A arte da sedução pode se tornar um vício? A conquista amorosa sequencial pode ser enquadrada como uma conduta nociva? Se você já encontrou no seu caminho um homem com a chamada Síndrome de Don Juan, aquele sedutor irreparável, ambas as respostas são sim.
O fenômeno não é novo — o próprio nome Don Juan faz alusão a um conhecido personagem, cujo primeiro registro na literatura aparece no século XVII, na obra do espanhol Tirso de Molina.
Porém, foram acrescentadas a esse comportamento duas palavras que, até tempos atrás, não eram utilizadas: masculinidade tóxica. “Ela faz com que alguns homens desenvolvam um transtorno narcisista: querem ser admirados, sentem-se superiores e lhes falta empatia.
Eles não amam as mulheres, mas sim a conquista”, explica o pesquisador da psicologia da masculinidade preta e questões raciais, João Luiz Marques.
A empresária Priscila Bentes, de 60 anos, viveu um ano com um homem a quem ela se refere hoje como “psicopata”.
“Por ele não ter o menor sentimento de culpa nem de remorso. Tinha ao meu lado um sedutor, com resposta para tudo, cuja maior habilidade era enganar alvos inteligentes”, conta.
“O padrão de comportamento era sempre o mesmo: ao ser conquistada, a mulher era abandonada”, relata Priscila, que, na época do romance, em 2009, descobriu que o namorado tinha — ao mesmo tempo — outras 30 parceiras amorosas.
Priscila, que chegou a lançar um livro sobre esse episódio chamado “[email protected]”, conta que até hoje dá suporte a pessoas que atravessam situação semelhante. “Enquanto houver a idealização do modelo romântico, vai existir brecha para o Don Juan entrar em ação. Costumo dizer que as mulheres precisam de apoio”, reflete.
A influenciadora digital Jacy Lima, de 28 anos, viu-se prestes a submergir nessa areia movediça. “Bastou eu me apaixonar, para esse meu namorado cair fora.
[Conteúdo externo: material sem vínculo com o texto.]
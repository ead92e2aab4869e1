use std::fs::File;
use std::io::{BufWriter, Write};
use std::path::Path;

use crate::core::error::{Error, ErrorKind, Result};
use crate::mmap::mmap_file::MmapFile;
use crate::storage::layout::create_file;

/// Fixed-width record file addressed by ordinal position.
pub struct ArrayStoreWriter {
    writer: BufWriter<File>,
}

impl ArrayStoreWriter {
    pub fn create(path: &Path) -> Result<Self> {
        let file = create_file(path)?;
        Ok(ArrayStoreWriter {
            writer: BufWriter::new(file),
        })
    }

    pub fn append(&mut self, value: &[u8]) -> Result<()> {
        self.writer.write_all(value)?;
        Ok(())
    }

    pub fn finish(mut self) -> Result<()> {
        self.writer.flush()?;
        Ok(())
    }
}

#[derive(Debug)]
pub struct ArrayStoreReader {
    data: MmapFile,
    element_size: u32,
}

impl ArrayStoreReader {
    pub fn open(path: &Path, element_size: u32) -> Result<Self> {
        let data = MmapFile::open_read_only(path)?;

        if data.len() % element_size as usize != 0 {
            return Err(Error::new(ErrorKind::Format, "truncated array store file"));
        }

        Ok(ArrayStoreReader { data, element_size })
    }

    pub fn num_elements(&self) -> u32 {
        (self.data.len() / self.element_size as usize) as u32
    }

    pub fn get(&self, position: u32) -> Option<&[u8]> {
        let start = position as usize * self.element_size as usize;
        self.data.data().get(start..start + self.element_size as usize)
    }
}
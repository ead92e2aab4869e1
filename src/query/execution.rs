use std::sync::Arc;

use crate::core::error::{Error, ErrorKind, Result};
use crate::core::types::LocalDocId;
use crate::index::dictionary::TermInfo;
use crate::index::field_length::FieldLengthReader;
use crate::index::postings::FreqsReader;
use crate::index::segment_reader::SegmentReader;
use crate::query::context::QueryContext;
use crate::scoring::bm25;

/// Everything a query needs per (segment, field, term), resolved once
/// before iteration starts. IDFs aggregate doc counts and doc freqs over
/// all live segments; a segment without the field contributes zero.
pub struct ExecutionContext {
    // [segment][field]
    pub freqs_readers: Vec<Vec<Option<Arc<FreqsReader>>>>,
    // [segment][field]
    pub length_readers: Vec<Vec<Option<Arc<FieldLengthReader>>>>,
    // [field][length_id]
    pub precomputed_norms: Vec<Vec<f32>>,
    // [field][term]
    pub term_idfs: Vec<Vec<f32>>,
    // [segment][field][term]
    pub term_infos: Vec<Vec<Vec<Option<TermInfo>>>>,
}

pub fn generate_execution_context(
    query_context: &QueryContext,
    segments: &[SegmentReader],
) -> Result<ExecutionContext> {
    let num_fields = query_context.fields.len();

    let mut freqs_readers = Vec::with_capacity(segments.len());
    let mut length_readers = Vec::with_capacity(segments.len());
    let mut term_infos = Vec::with_capacity(segments.len());
    // (doc_count, sum_term_freq) per field, summed over segments
    let mut field_stats = vec![(0u64, 0u64); num_fields];

    for segment in segments {
        let mut segment_freqs = Vec::with_capacity(num_fields);
        let mut segment_lengths = Vec::with_capacity(num_fields);
        let mut segment_infos = Vec::with_capacity(num_fields);

        for (field_index, field) in query_context.fields.iter().enumerate() {
            segment_freqs.push(segment.freqs(&field.name)?);
            segment_lengths.push(segment.field_lengths(&field.name)?);

            let (doc_count, sum_term_freq) = segment.field_stats(&field.name)?;
            field_stats[field_index].0 += doc_count as u64;
            field_stats[field_index].1 += sum_term_freq;

            let dictionary = segment.dictionary(&field.name)?;
            let mut infos = Vec::with_capacity(field.terms.len());
            for term in &field.terms {
                infos.push(match &dictionary {
                    Some(dictionary) => dictionary.get(term)?,
                    None => None,
                });
            }
            segment_infos.push(infos);
        }

        freqs_readers.push(segment_freqs);
        length_readers.push(segment_lengths);
        term_infos.push(segment_infos);
    }

    let mut term_idfs = Vec::with_capacity(num_fields);
    for (field_index, field) in query_context.fields.iter().enumerate() {
        let doc_count = field_stats[field_index].0;
        let mut idfs = Vec::with_capacity(field.terms.len());

        for term_index in 0..field.terms.len() {
            let mut doc_freq = 0u64;
            for segment_infos in &term_infos {
                if let Some(info) = &segment_infos[field_index][term_index] {
                    doc_freq += info.doc_freq as u64;
                }
            }
            idfs.push(bm25::idf(doc_count, doc_freq));
        }

        term_idfs.push(idfs);
    }

    let mut precomputed_norms = Vec::with_capacity(num_fields);
    for &(doc_count, sum_term_freq) in &field_stats {
        // A field absent everywhere has no postings to score; any finite
        // average keeps the norms well-defined.
        let average = if doc_count == 0 {
            1.0
        } else {
            sum_term_freq as f32 / doc_count as f32
        };
        precomputed_norms.push(bm25::precompute_length_norms(average));
    }

    Ok(ExecutionContext {
        freqs_readers,
        length_readers,
        precomputed_norms,
        term_idfs,
        term_infos,
    })
}

/// Length norms of the doc currently under scoring, computed lazily per
/// field and reset per candidate doc.
pub struct FieldLengthNorms<'a> {
    doc_id: LocalDocId,
    computed: Vec<bool>,
    norms: Vec<f32>,
    length_readers: &'a [Option<Arc<FieldLengthReader>>],
    precomputed_norms: &'a [Vec<f32>],
}

impl<'a> FieldLengthNorms<'a> {
    pub fn new(
        length_readers: &'a [Option<Arc<FieldLengthReader>>],
        precomputed_norms: &'a [Vec<f32>],
    ) -> Self {
        let num_fields = length_readers.len();
        FieldLengthNorms {
            doc_id: LocalDocId(0),
            computed: vec![false; num_fields],
            norms: vec![0.0; num_fields],
            length_readers,
            precomputed_norms,
        }
    }

    pub fn set_doc(&mut self, doc_id: LocalDocId) {
        self.computed.fill(false);
        self.doc_id = doc_id;
    }

    pub fn get(&mut self, field_index: usize) -> Result<f32> {
        if self.computed[field_index] {
            return Ok(self.norms[field_index]);
        }

        // A posting for this doc exists, so the lengths file must too;
        // anything else is structural corruption.
        let reader = self.length_readers[field_index].as_ref().ok_or_else(|| {
            Error::new(ErrorKind::NotFound, "field lengths missing for scored doc")
        })?;
        let length_id = reader.length_id(self.doc_id)?;
        let norm = self.precomputed_norms[field_index][length_id as usize];

        self.computed[field_index] = true;
        self.norms[field_index] = norm;
        Ok(norm)
    }
}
Depois, ele me contou que seduzia as amigas da mãe e até as namoradas de amigos. Era compulsivo.
Percebi, então, que tinha essa síndrome”, conta Jacy. Para ela, as redes sociais possibilitaram que debates e problemáticas sobre relacionamentos viessem à tona. “No meu canal do YouTube e no perfil do meu Instagram, recebo milhares de depoimentos e exposições de relações fracassadas que levam à dependência”, explica.
“O Don Juan mantém as mulheres nas mãos na intenção exclusiva de alimentar o próprio ego. Mas isso precisa ter limite. Do contrário, pode se tornar uma relação tóxica e até abusiva”, alerta Jacy.
A psicóloga Daniela Faertes ressalta que o Don Juan pode ser ele ou ela. Em comum, está a liberação de endorfina, que, ao contrário do que se imagina, não acontece no sexo.
“O prazer reside na conquista. Também são indivíduos com dificuldade de criar vínculos afetivos e que tendem a escolher suas ‘vítimas’ em relações que envolvam algum tipo de proibição ou dificuldade, como médico e paciente, cliente e advogado”, explica.
Daniela chama atenção para a maneira que eles saem da vida da suposta amada. “Sem empatia nem cuidado. Ao contrário, terminam com extrema frieza”, completa a psicóloga.
O pesquisador João Luiz Marques menciona a dificuldade de fazer um diagnóstico deste perfil. “Por existir uma mistura de elementos culturais com o quadro compulsivo.”
Na sociedade machista, as conquistas masculinas encontram confirmação entre os amigos. “Esse homem pegador é visto, muitas vezes, como um verdadeiro herói”, observa.
“Ninguém desconfia de que ele é um narcisista, nem o próprio.” Dono de um perfil no Instagram com quase 60 mil seguidores, o pesquisador de 26 anos tem como objetivo abordar questões relativas à masculinidade tóxica.
“Os homens das novas gerações, apesar de uma força conservadora que puxa a gente para trás, estão mudando, aos poucos. Estamos todos precisando falar sobre sentimentos.”